他手中匕首並不如他平時使的那把捕快刀長,霍捕快自從摸刀後也是第一次這麼近距離和人纏鬥,但他手極穩、眼極準,與顧長思那遊刃有餘、仿佛在玩貓捉耗子一樣的遊戲不同,他通常都是及時躲避、觀察局勢,然後一刀斃命。

如同叢林中的毒蛇,長時間的蟄伏隱忍隻為了最後一擊,匕首就是他的蛇信子,每一刀都被他送進了心口或者頸窩。

最後一個被他扼住小臂,鋒利的鐵條反捅進他的上臂,那人瞬間淒慘地哀嚎了一聲,整隻右胳膊都因為疼痛和紮進肉裡的鐵刃而扭曲得不成樣子,霍塵抹掉唇角血跡,匕首捅進他的喉管,送了他最後一程。

霍塵甩掉他的屍體,變出張帕子擦了下刀鋒,笑嘻嘻地看向提刀走來的定北王:“看樣子是平手啊,我——”

刹那間,一陣濃重的殺意從他背後裹挾而至,他猛地回頭,隻見那被摔得七葷八素的狼崽子終於恢複了行動力,帶著猙獰的麵孔和鋒利的鐵條向他狠狠紮來。

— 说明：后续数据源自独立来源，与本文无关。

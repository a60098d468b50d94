//! Copying between user memory and the kernel.

use crate::mem::{VirtualMemory, VmError};
use alloc::string::String;
use alloc::vec;
use alloc::vec::Vec;
use core::fmt;

#[derive(Clone, Copy, PartialEq, Eq, Debug)]
pub enum CStrError {
    Null,
    /// No NUL within the allowed length.
    TooLong,
    BadUtf8,
    Fault(VmError),
}

impl fmt::Display for CStrError {
    fn fmt(&self, f: &mut fmt::Formatter) -> fmt::Result {
        match self {
            CStrError::Null => write!(f, "null string address"),
            CStrError::TooLong => write!(f, "string too long"),
            CStrError::BadUtf8 => write!(f, "string is not UTF-8"),
            CStrError::Fault(err) => write!(f, "{err}"),
        }
    }
}

impl From<VmError> for CStrError {
    fn from(value: VmError) -> Self {
        CStrError::Fault(value)
    }
}

/// Reads a NUL-terminated string of at most `max_len` bytes (the NUL not
/// counted) from the running address space.
pub fn read_user_string(
    vm: &mut VirtualMemory,
    vaddr: usize,
    max_len: usize,
) -> Result<String, CStrError> {
    if vaddr == 0 {
        return Err(CStrError::Null);
    }
    let mut bytes = Vec::new();
    loop {
        let mut byte = [0];
        vm.read_user(vaddr + bytes.len(), &mut byte)?;
        if byte[0] == 0 {
            break;
        }
        if bytes.len() == max_len {
            return Err(CStrError::TooLong);
        }
        bytes.push(byte[0]);
    }
    String::from_utf8(bytes).map_err(|_| CStrError::BadUtf8)
}

pub fn read_user_buffer(vm: &mut VirtualMemory, vaddr: usize, len: usize) -> Result<Vec<u8>, VmError> {
    let mut buf = vec![0; len];
    vm.read_user(vaddr, &mut buf)?;
    Ok(buf)
}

距離極近,霍塵甚至看到了他頸側刺青,那是個張著血盆大口的獸頭,同他現在的表情一模一樣。

大意了。

電光火石間,霍塵想,本來就想耍個帥,這怎麼還在陰溝裡要翻船了呢?

“閃開——”

就在他快要貼到霍塵鼻子上的那一刻,破金刀破空而來,強悍的力道將他整個人直接刮了回去,刀鋒紮進心口,將人捅了個透心涼,他如同被釘在哨箭上的哨子,一路栽回了他好不容易爬上來的坑底。

他手腳抽搐了幾下,每一下呼吸都帶著破金刀的冷意,最終凍住了他的喉舌,不甘地咽了氣。

死前最後一個意識,是他忽然想到,到死,他都沒有弄清那兩個人究竟是誰。

而顧長思隻是輕描淡寫地從霍塵手中揪過帕子,擦了擦手上的血汙:“誰跟你平手,我贏了。”